**Data extracts:**

__________________________________________________

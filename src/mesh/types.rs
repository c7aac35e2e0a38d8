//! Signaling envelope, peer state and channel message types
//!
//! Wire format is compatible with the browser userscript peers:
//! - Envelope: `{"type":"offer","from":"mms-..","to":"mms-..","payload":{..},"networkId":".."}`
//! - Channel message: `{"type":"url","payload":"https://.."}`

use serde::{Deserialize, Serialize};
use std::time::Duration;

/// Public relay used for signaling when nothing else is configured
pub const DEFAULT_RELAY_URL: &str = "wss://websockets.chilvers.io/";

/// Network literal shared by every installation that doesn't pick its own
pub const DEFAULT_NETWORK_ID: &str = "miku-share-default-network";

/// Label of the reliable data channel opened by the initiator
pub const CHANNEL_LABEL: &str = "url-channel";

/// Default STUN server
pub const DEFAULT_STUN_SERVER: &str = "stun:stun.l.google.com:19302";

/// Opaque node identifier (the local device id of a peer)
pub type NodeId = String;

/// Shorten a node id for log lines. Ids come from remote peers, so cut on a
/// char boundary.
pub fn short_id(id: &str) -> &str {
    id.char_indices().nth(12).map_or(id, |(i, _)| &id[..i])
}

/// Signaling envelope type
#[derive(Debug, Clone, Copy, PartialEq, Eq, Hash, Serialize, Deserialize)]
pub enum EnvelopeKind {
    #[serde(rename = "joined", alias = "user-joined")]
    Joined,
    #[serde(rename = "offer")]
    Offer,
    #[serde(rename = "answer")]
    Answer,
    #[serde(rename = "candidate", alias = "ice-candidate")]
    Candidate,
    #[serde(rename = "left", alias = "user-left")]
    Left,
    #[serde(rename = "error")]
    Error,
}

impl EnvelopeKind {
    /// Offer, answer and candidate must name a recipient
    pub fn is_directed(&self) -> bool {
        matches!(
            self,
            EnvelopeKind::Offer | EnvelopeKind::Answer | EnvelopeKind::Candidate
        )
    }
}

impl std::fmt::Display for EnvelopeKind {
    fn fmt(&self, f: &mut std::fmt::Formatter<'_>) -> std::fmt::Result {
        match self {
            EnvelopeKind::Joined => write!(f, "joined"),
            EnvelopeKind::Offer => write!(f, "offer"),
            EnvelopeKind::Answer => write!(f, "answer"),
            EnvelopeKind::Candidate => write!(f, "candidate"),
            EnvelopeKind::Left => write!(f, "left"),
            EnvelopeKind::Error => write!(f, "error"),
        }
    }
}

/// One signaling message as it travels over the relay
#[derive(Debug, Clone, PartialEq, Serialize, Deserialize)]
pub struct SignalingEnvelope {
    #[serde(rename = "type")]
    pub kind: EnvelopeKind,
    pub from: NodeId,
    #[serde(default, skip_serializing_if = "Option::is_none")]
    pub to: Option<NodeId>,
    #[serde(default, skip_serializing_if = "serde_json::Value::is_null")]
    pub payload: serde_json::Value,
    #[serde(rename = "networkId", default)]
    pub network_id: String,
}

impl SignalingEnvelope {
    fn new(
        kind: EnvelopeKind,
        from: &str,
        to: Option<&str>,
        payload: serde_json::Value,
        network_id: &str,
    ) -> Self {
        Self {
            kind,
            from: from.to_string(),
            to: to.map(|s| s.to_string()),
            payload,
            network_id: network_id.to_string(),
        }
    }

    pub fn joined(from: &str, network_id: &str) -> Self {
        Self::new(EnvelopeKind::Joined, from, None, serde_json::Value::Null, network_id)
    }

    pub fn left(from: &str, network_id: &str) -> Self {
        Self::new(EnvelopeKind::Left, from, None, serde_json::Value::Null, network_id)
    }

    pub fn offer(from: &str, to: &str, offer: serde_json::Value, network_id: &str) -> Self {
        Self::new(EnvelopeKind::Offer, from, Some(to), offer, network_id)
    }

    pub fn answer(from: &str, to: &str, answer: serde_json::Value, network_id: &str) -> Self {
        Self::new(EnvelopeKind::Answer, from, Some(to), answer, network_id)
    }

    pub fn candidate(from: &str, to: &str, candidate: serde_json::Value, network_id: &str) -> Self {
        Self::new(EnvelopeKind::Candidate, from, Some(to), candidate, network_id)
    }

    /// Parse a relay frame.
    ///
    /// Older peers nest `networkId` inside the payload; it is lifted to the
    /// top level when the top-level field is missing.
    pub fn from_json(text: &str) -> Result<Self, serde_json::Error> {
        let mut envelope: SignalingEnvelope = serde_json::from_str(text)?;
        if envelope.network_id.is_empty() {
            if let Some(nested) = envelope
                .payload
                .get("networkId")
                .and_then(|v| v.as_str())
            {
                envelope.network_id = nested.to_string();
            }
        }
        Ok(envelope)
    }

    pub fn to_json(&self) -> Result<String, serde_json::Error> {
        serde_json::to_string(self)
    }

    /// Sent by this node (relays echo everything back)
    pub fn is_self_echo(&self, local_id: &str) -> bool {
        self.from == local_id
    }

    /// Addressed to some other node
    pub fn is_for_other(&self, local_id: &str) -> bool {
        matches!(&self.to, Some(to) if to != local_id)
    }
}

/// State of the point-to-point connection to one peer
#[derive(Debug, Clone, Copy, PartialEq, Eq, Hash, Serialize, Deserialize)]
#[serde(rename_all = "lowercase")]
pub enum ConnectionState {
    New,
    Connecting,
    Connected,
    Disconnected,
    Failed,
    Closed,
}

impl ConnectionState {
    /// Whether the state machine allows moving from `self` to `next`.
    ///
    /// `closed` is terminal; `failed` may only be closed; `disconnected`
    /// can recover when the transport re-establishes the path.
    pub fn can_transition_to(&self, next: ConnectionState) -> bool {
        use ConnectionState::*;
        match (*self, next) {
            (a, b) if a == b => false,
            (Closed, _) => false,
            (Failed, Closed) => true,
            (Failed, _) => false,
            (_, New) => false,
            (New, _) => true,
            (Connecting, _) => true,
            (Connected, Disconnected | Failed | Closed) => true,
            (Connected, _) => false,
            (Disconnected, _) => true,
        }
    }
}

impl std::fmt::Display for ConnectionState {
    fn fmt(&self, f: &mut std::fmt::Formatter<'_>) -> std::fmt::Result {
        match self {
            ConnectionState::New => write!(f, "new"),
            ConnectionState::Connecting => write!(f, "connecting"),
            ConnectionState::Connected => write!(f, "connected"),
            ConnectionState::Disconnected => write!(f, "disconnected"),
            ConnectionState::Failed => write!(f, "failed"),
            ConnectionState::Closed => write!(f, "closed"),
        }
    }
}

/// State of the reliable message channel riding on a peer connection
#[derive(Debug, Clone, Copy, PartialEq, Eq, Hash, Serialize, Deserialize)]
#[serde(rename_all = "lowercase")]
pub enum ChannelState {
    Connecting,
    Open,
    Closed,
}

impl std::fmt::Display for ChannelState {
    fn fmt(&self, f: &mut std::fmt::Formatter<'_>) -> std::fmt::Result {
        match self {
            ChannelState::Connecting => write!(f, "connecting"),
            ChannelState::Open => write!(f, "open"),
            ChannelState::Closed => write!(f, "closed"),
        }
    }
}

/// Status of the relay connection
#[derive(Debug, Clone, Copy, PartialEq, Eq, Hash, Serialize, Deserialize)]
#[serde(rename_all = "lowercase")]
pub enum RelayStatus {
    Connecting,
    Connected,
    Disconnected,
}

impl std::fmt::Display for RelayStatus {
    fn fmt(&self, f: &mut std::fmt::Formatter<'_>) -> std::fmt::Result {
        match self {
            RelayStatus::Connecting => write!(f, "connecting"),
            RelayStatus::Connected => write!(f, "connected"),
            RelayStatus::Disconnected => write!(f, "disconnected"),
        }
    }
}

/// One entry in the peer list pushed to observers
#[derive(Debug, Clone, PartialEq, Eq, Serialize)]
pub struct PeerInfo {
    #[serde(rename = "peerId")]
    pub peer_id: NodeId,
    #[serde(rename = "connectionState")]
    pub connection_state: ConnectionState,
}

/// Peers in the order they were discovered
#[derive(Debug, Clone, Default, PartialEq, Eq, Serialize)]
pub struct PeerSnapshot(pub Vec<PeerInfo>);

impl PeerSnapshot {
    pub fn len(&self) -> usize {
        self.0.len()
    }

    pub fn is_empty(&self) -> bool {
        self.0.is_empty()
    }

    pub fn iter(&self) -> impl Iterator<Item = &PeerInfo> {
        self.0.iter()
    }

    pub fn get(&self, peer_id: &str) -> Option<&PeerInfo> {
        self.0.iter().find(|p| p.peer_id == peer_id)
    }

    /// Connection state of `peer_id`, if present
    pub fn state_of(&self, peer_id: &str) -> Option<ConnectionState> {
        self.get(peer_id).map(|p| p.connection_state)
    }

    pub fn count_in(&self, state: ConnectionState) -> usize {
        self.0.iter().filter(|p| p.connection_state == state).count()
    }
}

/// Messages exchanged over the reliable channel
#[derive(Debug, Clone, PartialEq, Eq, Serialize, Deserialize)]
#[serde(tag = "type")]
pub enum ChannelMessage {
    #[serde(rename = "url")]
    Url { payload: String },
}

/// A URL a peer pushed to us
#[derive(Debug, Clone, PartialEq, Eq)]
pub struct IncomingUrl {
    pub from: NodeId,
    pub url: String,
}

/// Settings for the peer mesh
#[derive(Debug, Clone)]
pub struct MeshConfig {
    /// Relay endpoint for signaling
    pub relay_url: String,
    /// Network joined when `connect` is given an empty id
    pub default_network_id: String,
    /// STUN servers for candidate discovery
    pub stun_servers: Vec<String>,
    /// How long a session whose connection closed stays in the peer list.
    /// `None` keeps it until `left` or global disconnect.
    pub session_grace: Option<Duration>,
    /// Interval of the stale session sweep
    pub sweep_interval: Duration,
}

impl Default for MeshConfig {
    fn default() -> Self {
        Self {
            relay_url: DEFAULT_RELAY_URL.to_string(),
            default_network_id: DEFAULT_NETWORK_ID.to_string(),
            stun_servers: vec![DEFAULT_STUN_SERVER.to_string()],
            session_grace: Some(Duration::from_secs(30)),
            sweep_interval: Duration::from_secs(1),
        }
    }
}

__________________________________________________

**Assigned task:** Only the number is wanted: how many lines in the entries above contain the word "matches"?

**Task solution:** 2